When I look back, I see you as one person but I know there were two of you.
There was the girl that the world saw and labeled. Then there was the girl that only you knew.
I remember those sleepless nights and days filled with worry, sadness, and confusion.
I remember the fake smile you would show to the world and then the tears, no one knew that you cried behind closed doors.
I remember all the times you broke down in front of others because crying was the only thing you thought you could do.
I remember the times when you would cry so hard, you couldn’t breathe.
I remember all of those horrible ex-boyfriends you dated and all the times you allowed them to neglect you and called it “love.”
I wish you could see how beautiful you are; you don’t need a boy to tell you that.
I wish you would’ve seen that you’re a human being with feelings, not a toy for these boys to play with.
I wish you would’ve known what I know now.
For starters, I wish you would’ve known that there was so much more to you than a pretty face and a fit body.
You have so much more to offer than fun and sex.
I wish you would’ve known that some “friends” are temporary. Some people are not meant to be a part of certain chapters of your life and that’s okay.
I wish someone would’ve told you that sadly, there are some people in this world that want you to tell them your business, not because they want to help you but because they want to have something to talk about with their friends.
I wish you would’ve known how bad a break up can feel so you could have prepared yourself for the storm that came with that heartbreak.
Heartbreaks were never easy for you.
Just because you made a lot of silly decisions with boyfriends doesn’t mean you’re a slut.
So you lost your virginity at a young age, that doesn’t make you any less of a person.
When people used to whisper about you as you walked through the halls at school, I wish you would’ve known they were just words.
You would never be what they said you were.
I wish you would have believed in your ability to write; I wish you wouldn’t have kept all of that sadness to yourself.
It’s okay to make mistakes, those mistakes shouldn’t define you. So why did you allow them to?
Those labels people gave you were just labels, and those rumors were just rumors. Like I said before, you would never be what they said you were.
You are incredible. You are beautiful. You are inspirational.
I wish you would’ve walked with your head up high, so the words wouldn’t have affected you so much.
I’m glad you like to see the good in people, but must you hold on to everything so tightly?
It’s okay to let things go.
I wish you would’ve known that your mother isn’t on top of you because she doesn’t want you to live your life. She just wants to protect you at all costs.
I wish you would’ve told her what was wrong; she is one person who would never hurt you.

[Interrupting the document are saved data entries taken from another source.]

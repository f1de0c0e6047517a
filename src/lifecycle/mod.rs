//! Lifecycle management subsystem.
//!
//! # Data Flow
//! ```text
//! Startup (startup.rs):
//!     Load config → Init tracing/metrics → Seed store → Bind listener → Serve
//!
//! Shutdown (shutdown.rs):
//!     Trigger → Server stops accepting → In-flight requests finish → Exit
//!
//! Signals (signals.rs):
//!     SIGTERM/SIGINT → Trigger graceful shutdown
//! ```
//!
//! The catalog lives only as long as the process; nothing is flushed on exit.

pub mod shutdown;
pub mod signals;
pub mod startup;

pub use shutdown::Shutdown;
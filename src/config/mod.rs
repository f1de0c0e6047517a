//! Configuration management subsystem.
//!
//! # Data Flow
//! ```text
//! config file (TOML, optional)
//!     → loader.rs (parse & deserialize)
//!     → environment overrides (PORT)
//!     → validation.rs (semantic checks)
//!     → CatalogConfig (validated, immutable)
//!     → passed by reference to the server builder
//! ```
//!
//! # Design Decisions
//! - Config is immutable once loaded; changes require a restart
//! - All fields have defaults to allow minimal configs
//! - Validation separates syntactic (serde) from semantic checks

pub mod loader;
pub mod schema;
pub mod validation;

pub use loader::{apply_env_overrides, load_config, load_from_env, ConfigError};
pub use schema::{
    AssetConfig, CatalogConfig, CorsConfig, ListenerConfig, ObservabilityConfig, SecurityConfig,
    TimeoutConfig,
};
pub use validation::{validate_config, ValidationError};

You are sensitive, you’re vulnerable, and you’re fragile. People take advantage of that.
It’s okay to be those things, I just wish you wouldn’t have let people take advantage.
I wish you wouldn’t have let people tell you how you should feel about something. You may feel however you want.

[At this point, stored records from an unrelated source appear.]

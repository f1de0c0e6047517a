//! HTTP server setup and configuration.
//!
//! # Responsibilities
//! - Create Axum Router with the item resource and asset routes
//! - Wire up middleware (tracing, request ID, metrics, limits, CORS, headers)
//! - Bind server to listener
//! - Stop on OS signal or shutdown broadcast

use std::path::PathBuf;
use std::sync::Arc;
use std::time::Duration;

use axum::{
    body::Body,
    http::Request,
    middleware,
    routing::get,
    Router,
};
use tokio::net::TcpListener;
use tokio::sync::broadcast;
use tower_http::{
    request_id::{MakeRequestUuid, PropagateRequestIdLayer, SetRequestIdLayer},
    timeout::TimeoutLayer,
    trace::TraceLayer,
};

use crate::catalog::CatalogStore;
use crate::config::CatalogConfig;
use crate::http::assets::{images_service, spa_fallback};
use crate::http::items::{create_item, delete_item, get_item, list_items, update_item};
use crate::http::middleware::track_metrics;
use crate::http::request::RequestIdExt;
use crate::lifecycle::signals::shutdown_signal;
use crate::security::{apply_security_headers, body_limit_layer, cors_layer};

/// Application state injected into handlers.
#[derive(Clone)]
pub struct AppState {
    pub store: Arc<CatalogStore>,
    pub strict_validation: bool,
    pub spa_index: Arc<PathBuf>,
}

impl AppState {
    pub fn new(config: &CatalogConfig, store: Arc<CatalogStore>) -> Self {
        Self {
            store,
            strict_validation: config.security.strict_validation,
            spa_index: Arc::new(PathBuf::from(&config.assets.spa_index)),
        }
    }
}

/// Build the Axum router with all middleware layers.
#[allow(deprecated)]
pub fn build_router(config: &CatalogConfig, state: AppState) -> Router {
    let mut router = Router::new()
        .route("/api/items", get(list_items).post(create_item))
        .route(
            "/api/items/{id}",
            get(get_item).put(update_item).delete(delete_item),
        )
        .nest_service("/images", images_service(&config.assets.images_dir))
        .fallback(spa_fallback)
        .method_not_allowed_fallback(spa_fallback)
        .with_state(state);

    if config.cors.enabled {
        router = router.layer(cors_layer(&config.cors));
    }
    if config.security.enable_headers {
        router = apply_security_headers(router);
    }

    router
        .layer(body_limit_layer(&config.security))
        .layer(TimeoutLayer::new(Duration::from_secs(config.timeouts.request_secs)))
        .layer(middleware::from_fn(track_metrics))
        .layer(
            TraceLayer::new_for_http().make_span_with(|request: &Request<Body>| {
                tracing::info_span!(
                    "request",
                    method = %request.method(),
                    path = %request.uri().path(),
                    request_id = %request.request_id(),
                )
            }),
        )
        .layer(PropagateRequestIdLayer::x_request_id())
        .layer(SetRequestIdLayer::x_request_id(MakeRequestUuid))
}

/// HTTP server for the catalog.
pub struct HttpServer {
    router: Router,
    store: Arc<CatalogStore>,
}

impl HttpServer {
    /// Create a server over a freshly seeded store.
    pub fn new(config: CatalogConfig) -> Self {
        Self::with_store(&config, Arc::new(CatalogStore::seeded()))
    }

    /// Create a server over an existing store.
    pub fn with_store(config: &CatalogConfig, store: Arc<CatalogStore>) -> Self {
        let state = AppState::new(config, store.clone());
        let router = build_router(config, state);

        Self { router, store }
    }

    /// Run the server until an OS signal or a shutdown broadcast arrives.
    pub async fn run(
        self,
        listener: TcpListener,
        mut shutdown: broadcast::Receiver<()>,
    ) -> Result<(), std::io::Error> {
        let addr = listener.local_addr()?;
        tracing::info!(
            address = %addr,
            items = self.store.len(),
            "HTTP server starting"
        );

        axum::serve(listener, self.router)
            .with_graceful_shutdown(async move {
                tokio::select! {
                    _ = shutdown_signal() => {}
                    _ = shutdown.recv() => {
                        tracing::info!("Shutdown requested");
                    }
                }
            })
            .await?;

        tracing::info!("HTTP server stopped");
        Ok(())
    }
}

Also, there’s nothing wrong with wanting to wear belly shirts and tight clothes, that doesn’t make you an attention seeker.
Not everyone that walks into your life will abandon you, there are many good people in this world.
Not everyone looks at you the way you think they do, it’s just your mind telling you they are.
I wish you would’ve known that along with the importance of self-love and acceptance.
I truly wish you would’ve accepted your flaws and seen how special you are.
Lastly, I wish I could somehow go back in time to deliver this letter back to you and make sure you read it.